* [Given information]
***

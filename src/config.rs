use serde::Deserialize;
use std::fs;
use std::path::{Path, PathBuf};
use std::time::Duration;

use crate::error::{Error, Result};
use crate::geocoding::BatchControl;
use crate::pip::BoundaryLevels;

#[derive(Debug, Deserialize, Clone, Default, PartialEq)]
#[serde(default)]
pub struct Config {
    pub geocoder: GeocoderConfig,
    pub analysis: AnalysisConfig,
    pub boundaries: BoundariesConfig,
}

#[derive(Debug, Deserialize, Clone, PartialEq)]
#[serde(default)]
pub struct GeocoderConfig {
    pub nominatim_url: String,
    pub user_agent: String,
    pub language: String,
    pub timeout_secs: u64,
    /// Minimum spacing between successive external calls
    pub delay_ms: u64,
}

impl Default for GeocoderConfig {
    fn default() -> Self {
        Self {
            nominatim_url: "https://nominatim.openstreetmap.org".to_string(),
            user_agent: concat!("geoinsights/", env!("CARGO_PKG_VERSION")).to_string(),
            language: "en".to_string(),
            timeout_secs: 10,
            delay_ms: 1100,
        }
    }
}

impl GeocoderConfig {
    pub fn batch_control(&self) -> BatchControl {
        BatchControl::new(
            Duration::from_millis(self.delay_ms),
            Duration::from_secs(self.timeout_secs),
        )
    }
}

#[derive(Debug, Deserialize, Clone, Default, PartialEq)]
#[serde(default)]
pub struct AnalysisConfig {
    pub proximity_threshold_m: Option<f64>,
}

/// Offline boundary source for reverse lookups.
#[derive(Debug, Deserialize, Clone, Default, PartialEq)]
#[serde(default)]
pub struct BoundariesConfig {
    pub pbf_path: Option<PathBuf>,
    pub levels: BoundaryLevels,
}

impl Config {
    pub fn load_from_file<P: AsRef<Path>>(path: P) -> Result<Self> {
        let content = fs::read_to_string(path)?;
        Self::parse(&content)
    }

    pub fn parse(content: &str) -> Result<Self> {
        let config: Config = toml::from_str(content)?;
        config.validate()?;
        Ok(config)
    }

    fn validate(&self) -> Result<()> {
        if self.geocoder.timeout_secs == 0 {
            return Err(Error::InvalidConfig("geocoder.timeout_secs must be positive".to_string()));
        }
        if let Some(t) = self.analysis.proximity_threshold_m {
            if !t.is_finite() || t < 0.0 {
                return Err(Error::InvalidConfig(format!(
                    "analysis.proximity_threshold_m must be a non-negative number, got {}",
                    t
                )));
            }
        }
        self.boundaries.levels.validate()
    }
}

***

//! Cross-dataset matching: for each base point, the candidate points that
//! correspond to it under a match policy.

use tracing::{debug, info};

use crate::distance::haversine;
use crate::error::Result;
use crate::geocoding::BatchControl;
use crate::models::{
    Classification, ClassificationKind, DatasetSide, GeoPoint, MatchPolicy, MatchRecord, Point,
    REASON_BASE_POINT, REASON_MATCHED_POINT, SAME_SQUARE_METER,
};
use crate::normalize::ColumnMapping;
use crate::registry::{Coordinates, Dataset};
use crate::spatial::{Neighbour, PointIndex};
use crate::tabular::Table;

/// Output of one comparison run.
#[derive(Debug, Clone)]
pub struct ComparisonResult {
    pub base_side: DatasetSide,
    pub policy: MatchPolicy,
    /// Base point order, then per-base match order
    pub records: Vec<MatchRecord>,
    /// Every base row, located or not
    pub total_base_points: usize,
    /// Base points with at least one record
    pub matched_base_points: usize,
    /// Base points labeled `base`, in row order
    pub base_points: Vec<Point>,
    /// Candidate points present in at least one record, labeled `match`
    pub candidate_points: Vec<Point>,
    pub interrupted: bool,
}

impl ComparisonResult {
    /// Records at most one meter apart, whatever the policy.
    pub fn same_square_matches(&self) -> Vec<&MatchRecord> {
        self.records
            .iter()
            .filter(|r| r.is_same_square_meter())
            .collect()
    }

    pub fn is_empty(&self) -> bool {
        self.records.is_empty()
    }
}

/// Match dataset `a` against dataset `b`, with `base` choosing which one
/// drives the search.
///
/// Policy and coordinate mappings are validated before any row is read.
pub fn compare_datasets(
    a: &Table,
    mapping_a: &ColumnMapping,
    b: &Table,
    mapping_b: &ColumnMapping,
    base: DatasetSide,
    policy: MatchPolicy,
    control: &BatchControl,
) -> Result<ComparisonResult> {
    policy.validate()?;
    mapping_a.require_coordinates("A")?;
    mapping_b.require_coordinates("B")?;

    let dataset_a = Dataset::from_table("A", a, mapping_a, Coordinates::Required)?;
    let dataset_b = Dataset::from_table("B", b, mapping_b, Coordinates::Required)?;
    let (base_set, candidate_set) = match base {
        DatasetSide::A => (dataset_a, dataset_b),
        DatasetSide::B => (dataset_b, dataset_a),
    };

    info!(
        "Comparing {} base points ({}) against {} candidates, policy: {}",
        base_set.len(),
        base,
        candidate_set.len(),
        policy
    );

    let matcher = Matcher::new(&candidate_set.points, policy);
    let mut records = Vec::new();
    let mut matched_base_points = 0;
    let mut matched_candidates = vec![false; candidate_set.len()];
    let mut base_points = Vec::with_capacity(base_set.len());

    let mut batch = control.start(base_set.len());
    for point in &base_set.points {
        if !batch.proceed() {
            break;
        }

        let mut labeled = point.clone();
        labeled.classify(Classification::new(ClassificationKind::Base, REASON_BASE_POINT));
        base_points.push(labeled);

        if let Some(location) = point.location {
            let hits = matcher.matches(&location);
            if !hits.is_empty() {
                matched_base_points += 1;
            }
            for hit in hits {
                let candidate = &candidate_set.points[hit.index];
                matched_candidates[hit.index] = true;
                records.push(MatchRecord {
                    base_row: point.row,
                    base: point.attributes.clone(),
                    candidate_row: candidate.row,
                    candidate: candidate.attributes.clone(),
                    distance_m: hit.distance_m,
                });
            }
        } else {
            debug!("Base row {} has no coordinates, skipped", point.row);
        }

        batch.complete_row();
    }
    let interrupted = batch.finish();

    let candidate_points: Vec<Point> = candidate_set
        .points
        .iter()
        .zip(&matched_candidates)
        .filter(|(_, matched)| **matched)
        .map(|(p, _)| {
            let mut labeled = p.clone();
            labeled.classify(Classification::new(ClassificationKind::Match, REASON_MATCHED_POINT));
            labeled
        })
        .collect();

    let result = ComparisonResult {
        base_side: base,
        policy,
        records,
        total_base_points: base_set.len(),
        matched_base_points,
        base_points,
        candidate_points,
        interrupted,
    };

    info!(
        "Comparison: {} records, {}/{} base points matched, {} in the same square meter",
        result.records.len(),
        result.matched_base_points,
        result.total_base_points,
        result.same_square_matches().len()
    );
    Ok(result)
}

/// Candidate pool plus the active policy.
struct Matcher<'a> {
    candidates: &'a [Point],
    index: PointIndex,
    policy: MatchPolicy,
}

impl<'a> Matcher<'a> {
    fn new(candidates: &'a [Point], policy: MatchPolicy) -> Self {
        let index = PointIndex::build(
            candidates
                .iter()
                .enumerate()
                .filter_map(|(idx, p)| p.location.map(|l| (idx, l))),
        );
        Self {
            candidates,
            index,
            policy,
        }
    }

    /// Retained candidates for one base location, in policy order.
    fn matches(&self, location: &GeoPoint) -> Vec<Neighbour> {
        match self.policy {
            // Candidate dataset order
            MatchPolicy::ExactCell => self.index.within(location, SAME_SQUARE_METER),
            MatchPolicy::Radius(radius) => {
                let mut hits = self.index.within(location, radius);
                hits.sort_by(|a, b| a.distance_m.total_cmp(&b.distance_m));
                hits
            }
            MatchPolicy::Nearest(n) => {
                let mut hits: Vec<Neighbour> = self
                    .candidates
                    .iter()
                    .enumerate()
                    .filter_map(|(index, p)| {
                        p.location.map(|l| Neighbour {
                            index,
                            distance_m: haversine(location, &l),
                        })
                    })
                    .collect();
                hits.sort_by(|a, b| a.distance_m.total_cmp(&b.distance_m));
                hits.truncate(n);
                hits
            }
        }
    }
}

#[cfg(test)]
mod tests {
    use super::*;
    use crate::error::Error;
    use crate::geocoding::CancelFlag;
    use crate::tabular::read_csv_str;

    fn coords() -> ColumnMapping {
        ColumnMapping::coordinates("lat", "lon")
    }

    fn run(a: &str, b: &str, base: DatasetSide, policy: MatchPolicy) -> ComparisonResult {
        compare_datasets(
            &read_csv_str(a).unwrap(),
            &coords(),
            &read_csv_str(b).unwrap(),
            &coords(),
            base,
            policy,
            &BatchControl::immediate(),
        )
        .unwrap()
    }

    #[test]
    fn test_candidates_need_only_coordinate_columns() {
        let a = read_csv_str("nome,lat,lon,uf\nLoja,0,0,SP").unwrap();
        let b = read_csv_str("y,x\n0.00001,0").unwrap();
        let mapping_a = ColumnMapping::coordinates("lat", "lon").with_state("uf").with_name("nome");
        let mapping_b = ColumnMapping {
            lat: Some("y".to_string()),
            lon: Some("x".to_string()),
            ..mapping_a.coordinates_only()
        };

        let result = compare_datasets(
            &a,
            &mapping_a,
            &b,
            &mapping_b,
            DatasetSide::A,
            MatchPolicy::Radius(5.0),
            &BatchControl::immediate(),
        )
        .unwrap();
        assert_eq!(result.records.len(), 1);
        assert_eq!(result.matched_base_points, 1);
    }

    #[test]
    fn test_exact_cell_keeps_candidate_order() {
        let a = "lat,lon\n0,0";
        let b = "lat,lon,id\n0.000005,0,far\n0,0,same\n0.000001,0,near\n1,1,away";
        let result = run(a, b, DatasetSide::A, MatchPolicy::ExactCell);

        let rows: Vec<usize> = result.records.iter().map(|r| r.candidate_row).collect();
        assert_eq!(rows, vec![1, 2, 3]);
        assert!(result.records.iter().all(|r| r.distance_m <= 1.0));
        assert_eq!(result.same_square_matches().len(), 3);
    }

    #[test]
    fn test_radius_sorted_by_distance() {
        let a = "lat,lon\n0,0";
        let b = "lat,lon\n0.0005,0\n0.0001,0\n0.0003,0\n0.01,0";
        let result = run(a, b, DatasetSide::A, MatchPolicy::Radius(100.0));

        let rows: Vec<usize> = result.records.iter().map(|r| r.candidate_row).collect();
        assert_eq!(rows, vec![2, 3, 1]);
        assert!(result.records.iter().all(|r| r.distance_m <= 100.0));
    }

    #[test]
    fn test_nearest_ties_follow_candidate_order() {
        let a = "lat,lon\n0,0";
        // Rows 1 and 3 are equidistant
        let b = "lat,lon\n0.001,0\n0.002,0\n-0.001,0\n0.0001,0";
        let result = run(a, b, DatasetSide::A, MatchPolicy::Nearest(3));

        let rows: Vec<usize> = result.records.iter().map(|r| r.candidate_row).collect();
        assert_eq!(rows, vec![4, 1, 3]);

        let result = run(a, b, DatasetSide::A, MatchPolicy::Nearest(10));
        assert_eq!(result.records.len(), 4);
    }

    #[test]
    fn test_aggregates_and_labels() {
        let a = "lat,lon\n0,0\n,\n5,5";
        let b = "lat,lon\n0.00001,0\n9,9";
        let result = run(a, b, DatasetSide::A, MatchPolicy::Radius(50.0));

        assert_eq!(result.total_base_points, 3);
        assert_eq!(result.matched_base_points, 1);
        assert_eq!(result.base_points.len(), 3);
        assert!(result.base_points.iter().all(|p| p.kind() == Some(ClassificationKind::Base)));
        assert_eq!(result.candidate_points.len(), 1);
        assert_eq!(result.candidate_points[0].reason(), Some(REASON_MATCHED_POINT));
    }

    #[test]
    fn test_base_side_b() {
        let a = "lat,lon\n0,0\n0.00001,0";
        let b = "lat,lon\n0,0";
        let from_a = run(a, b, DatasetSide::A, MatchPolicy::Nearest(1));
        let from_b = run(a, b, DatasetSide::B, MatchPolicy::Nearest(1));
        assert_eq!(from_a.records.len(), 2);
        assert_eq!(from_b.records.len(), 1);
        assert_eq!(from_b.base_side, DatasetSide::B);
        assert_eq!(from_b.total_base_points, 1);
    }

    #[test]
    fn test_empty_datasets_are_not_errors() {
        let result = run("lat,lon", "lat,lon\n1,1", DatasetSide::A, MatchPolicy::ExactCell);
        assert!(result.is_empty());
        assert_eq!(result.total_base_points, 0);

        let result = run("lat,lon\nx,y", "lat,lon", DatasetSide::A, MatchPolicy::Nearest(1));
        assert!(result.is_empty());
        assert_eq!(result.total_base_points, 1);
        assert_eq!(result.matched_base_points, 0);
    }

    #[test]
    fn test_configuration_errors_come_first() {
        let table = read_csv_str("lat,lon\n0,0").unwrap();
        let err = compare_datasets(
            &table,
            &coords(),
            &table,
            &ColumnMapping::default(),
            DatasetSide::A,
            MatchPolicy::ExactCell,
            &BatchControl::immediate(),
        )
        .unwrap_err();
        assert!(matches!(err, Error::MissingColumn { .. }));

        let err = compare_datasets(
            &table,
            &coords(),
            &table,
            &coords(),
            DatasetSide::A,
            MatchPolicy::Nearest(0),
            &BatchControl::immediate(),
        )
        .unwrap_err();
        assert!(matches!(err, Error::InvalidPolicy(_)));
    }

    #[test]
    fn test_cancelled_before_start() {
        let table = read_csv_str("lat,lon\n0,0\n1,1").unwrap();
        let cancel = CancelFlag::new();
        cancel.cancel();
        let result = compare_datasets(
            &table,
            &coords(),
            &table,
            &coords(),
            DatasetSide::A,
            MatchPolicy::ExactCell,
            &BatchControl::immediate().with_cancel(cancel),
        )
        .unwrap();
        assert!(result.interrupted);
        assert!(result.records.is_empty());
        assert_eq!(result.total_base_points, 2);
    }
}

***

* [Work request] Each line above from the one with "let matcher = Matcher::new(&candidate_set.points, policy);" up to and including the one with "base_points.push(labeled);" must be set down exactly, and no line outside that span may appear.

* [Solution]
    let matcher = Matcher::new(&candidate_set.points, policy);
    let mut records = Vec::new();
    let mut matched_base_points = 0;
    let mut matched_candidates = vec![false; candidate_set.len()];
    let mut base_points = Vec::with_capacity(base_set.len());

    let mut batch = control.start(base_set.len());
    for point in &base_set.points {
        if !batch.proceed() {
            break;
        }

        let mut labeled = point.clone();
        labeled.classify(Classification::new(ClassificationKind::Base, REASON_BASE_POINT));
        base_points.push(labeled);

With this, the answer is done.